Huh? You need your computer to be a phone as well?? What’s wrong with the one on your hip? I’ve seen this “wish” on another blog but I can’t quite wrap my brain around the need to have another phone line connected to a mobile computer.

My problem with my Motion has always been with their accessories and the absorbent prices they charge for repairs. ($500 to repair a cracked screen!!!) The extended battery holds a full charge for less than 6 months. I’ve had two and need a third. The convertible keyboard is just…cheap. I’ve had three and need a fourth. I won’t buy from Motion again. I’ve seen literally hundreds and hundreds of complaints on forums about their customer support. Your problem can be with the digitizer pen or keyboard and they’ll still say “restore the OS”. Terrible. Knock knock, this all equates to the market, Motion. If you don’t have repeat customers the market just gets smaller and smaller.

They should’ve taken the Fujitsu route and focused on building superior products. This builds customer loyalty and will sustain the bottom line over time. Just ask Apple.


Motion may be the best known for slate style Tablets but TabletKiosk and Fujitsu also make excellent slate style Tablet Pcs. The Place for Mobile PC Comparisons, Reviews, Information, Software and Accessories

James Kendrick

Rob, yes both Electrovaya and TabletKiosk make slates but I wouldn’t call them popular, not from a sales standpoint. You never see any of them anywhere in the consumer space. TK slates are primarily touch-enabled vertical market slates by their own admission, that’s their primary market.
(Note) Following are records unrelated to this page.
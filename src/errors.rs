use axum::http::StatusCode;
use axum::response::{IntoResponse, Response};
use axum::Json;
use serde_json::json;
use thiserror::Error;

#[derive(Debug, Error)]
pub enum AppError {
    #[error("missing bearer token")]
    MissingToken,

    #[error("invalid token")]
    InvalidToken,

    #[error("token has been revoked")]
    RevokedToken,

    #[error("rate limit exceeded")]
    RateLimitExceeded,

    #[error("token already expired")]
    AlreadyExpired,

    #[error("no route for path")]
    RouteNotFound,

    #[error("upstream unavailable: {0}")]
    Upstream(String),

    #[error("shared store unavailable: {0}")]
    Store(String),

    #[error("internal error: {0}")]
    Internal(#[from] anyhow::Error),
}

impl IntoResponse for AppError {
    fn into_response(self) -> Response {
        let (status, code, msg) = match &self {
            AppError::MissingToken => (
                StatusCode::UNAUTHORIZED,
                "missing_token",
                "missing bearer token".to_string(),
            ),
            AppError::InvalidToken => (
                StatusCode::FORBIDDEN,
                "invalid_token",
                "invalid or expired token".to_string(),
            ),
            AppError::RevokedToken => (
                StatusCode::FORBIDDEN,
                "revoked_token",
                "token has been revoked".to_string(),
            ),
            AppError::RateLimitExceeded => (
                StatusCode::TOO_MANY_REQUESTS,
                "rate_limit_exceeded",
                "rate limit exceeded".to_string(),
            ),
            AppError::AlreadyExpired => (
                StatusCode::BAD_REQUEST,
                "already_expired",
                "token already expired".to_string(),
            ),
            AppError::RouteNotFound => (
                StatusCode::NOT_FOUND,
                "route_not_found",
                "no route for path".to_string(),
            ),
            AppError::Upstream(e) => (StatusCode::BAD_GATEWAY, "upstream_unavailable", e.clone()),
            AppError::Store(e) => {
                tracing::error!("shared store error: {}", e);
                (
                    StatusCode::SERVICE_UNAVAILABLE,
                    "store_unavailable",
                    "shared store unavailable".to_string(),
                )
            }
            AppError::Internal(e) => {
                tracing::error!("internal error: {}", e);
                (
                    StatusCode::INTERNAL_SERVER_ERROR,
                    "internal_server_error",
                    "internal server error".to_string(),
                )
            }
        };

        let body = Json(json!({
            "error": {
                "message": msg,
                "code": code,
            }
        }));

        let mut response = (status, body).into_response();

        if matches!(self, AppError::RateLimitExceeded) {
            response
                .headers_mut()
                .insert("retry-after", axum::http::HeaderValue::from_static("60"));
        }

        response
    }
}
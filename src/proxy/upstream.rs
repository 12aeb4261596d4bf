/// HTTP client for forwarding admitted requests to backend services.
///
/// The gateway is a transparent relay: no retries (arbitrary methods carry no
/// idempotency guarantee) and no masking of upstream responses. Timeouts
/// bound resource pinning when a backend hangs.
use std::time::Duration;

use bytes::Bytes;

use crate::errors::AppError;

pub struct UpstreamClient {
    client: reqwest::Client,
}

impl Default for UpstreamClient {
    fn default() -> Self {
        Self::new()
    }
}

impl UpstreamClient {
    pub fn new() -> Self {
        let client = reqwest::Client::builder()
            .use_rustls_tls()
            .pool_max_idle_per_host(32)
            .connect_timeout(Duration::from_secs(5))
            .timeout(Duration::from_secs(30))
            .build()
            .expect("failed to build HTTP client");

        Self { client }
    }

    /// Forwards a request and returns the upstream response, whatever its
    /// status. Only transport failures (connect refused, timeout) become
    /// gateway errors.
    pub async fn forward(
        &self,
        method: reqwest::Method,
        url: &str,
        headers: reqwest::header::HeaderMap,
        body: Bytes,
    ) -> Result<reqwest::Response, AppError> {
        self.client
            .request(method, url)
            .headers(headers)
            .body(body)
            .send()
            .await
            .map_err(|e| {
                tracing::warn!(url = %url, "upstream request failed: {}", e);
                AppError::Upstream(e.to_string())
            })
    }
}
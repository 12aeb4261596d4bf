//! Shared key-value store behind the admission pipeline.
//!
//! Rate-limit counters and the revocation blacklist live here, never in
//! process memory: every gateway instance pointed at the same store enforces
//! one logical limit and one logical blacklist.

use async_trait::async_trait;
use redis::aio::ConnectionManager;
use redis::AsyncCommands;

#[async_trait]
pub trait SharedStore: Send + Sync {
    async fn get(&self, key: &str) -> anyhow::Result<Option<String>>;

    /// Sets `key` to `value` with a TTL; the entry expires on its own.
    async fn set_ex(&self, key: &str, value: &str, ttl_secs: u64) -> anyhow::Result<()>;

    /// Atomically increments the counter at `key` and returns the new count.
    /// The first increment starts the window: the key expires `window_secs`
    /// later. Must be a single atomic operation, not read-then-write.
    async fn increment(&self, key: &str, window_secs: u64) -> anyhow::Result<u64>;
}

#[derive(Clone)]
pub struct RedisStore {
    conn: ConnectionManager,
}

impl RedisStore {
    pub fn new(conn: ConnectionManager) -> Self {
        Self { conn }
    }

    pub async fn connect(url: &str) -> anyhow::Result<Self> {
        let client = redis::Client::open(url)?;
        let conn = ConnectionManager::new(client).await?;
        Ok(Self::new(conn))
    }
}

#[async_trait]
impl SharedStore for RedisStore {
    async fn get(&self, key: &str) -> anyhow::Result<Option<String>> {
        let mut conn = self.conn.clone();
        Ok(conn.get::<_, Option<String>>(key).await?)
    }

    async fn set_ex(&self, key: &str, value: &str, ttl_secs: u64) -> anyhow::Result<()> {
        let mut conn = self.conn.clone();
        conn.set_ex::<_, _, ()>(key, value, ttl_secs).await?;
        Ok(())
    }

    async fn increment(&self, key: &str, window_secs: u64) -> anyhow::Result<u64> {
        let mut conn = self.conn.clone();
        // Atomic INCR + EXPIRE
        let script = redis::Script::new(
            r#"
            local current = redis.call("INCR", KEYS[1])
            if current == 1 then
                redis.call("EXPIRE", KEYS[1], ARGV[1])
            end
            return current
        "#,
        );
        let count: u64 = script
            .key(key)
            .arg(window_secs)
            .invoke_async(&mut conn)
            .await?;
        Ok(count)
    }
}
This is Motion’s problem, it’s a niche market within another niche market. The sales numbers are just not there, no matter how much we love the devices.

Mickey Segal

Many times I’ve had my LS800 in a public setting and people ask about it and are surprised they never heard about it. One of the things Motion should reassess is whether focusing on vertical markets such as healthcare is the best approach, and whether going for a more mass-market approach would bring the price down for everyone by increasing unit sales.

I don’t know the answer to this question, but if I were making decisions about the direction of Motion I would see this as a central question.

Conventional wisdom is that slates are not favored by the market and convertibles are. But the iPhone is essentially a small slate with a telephone, and the biggest problem with the iPhone is that using it for any real computer stuff is like peeking through a keyhole. There is a market for a slate with an 8 inch screen, particularly if it can act like a phone too. This vision may require an amount of engineering beyond what Motion can accomplish, but even if they take the more modest route of just going after the consumer market they should carve out the middle ground between other Tablets and Apple’s iPhone and iPod Touch.


“Motion is one of the few slate Tablet PC makers around, if not the only one, so they’d better be the leader in their category.”

What? No love for Fujitsu?

Totally agree about the LS800 with a higher screen resolution – 1280×768 gets my vote (and my $$$).


If they want to stop struggling they need to update the LS800 and re-release it… Dual Core, SSD, and active digitizer WITH capacitive touch (like the iPhone) as well. leave it an 8″ screen, but up the resolution to 1024×768. I’d buy several of them!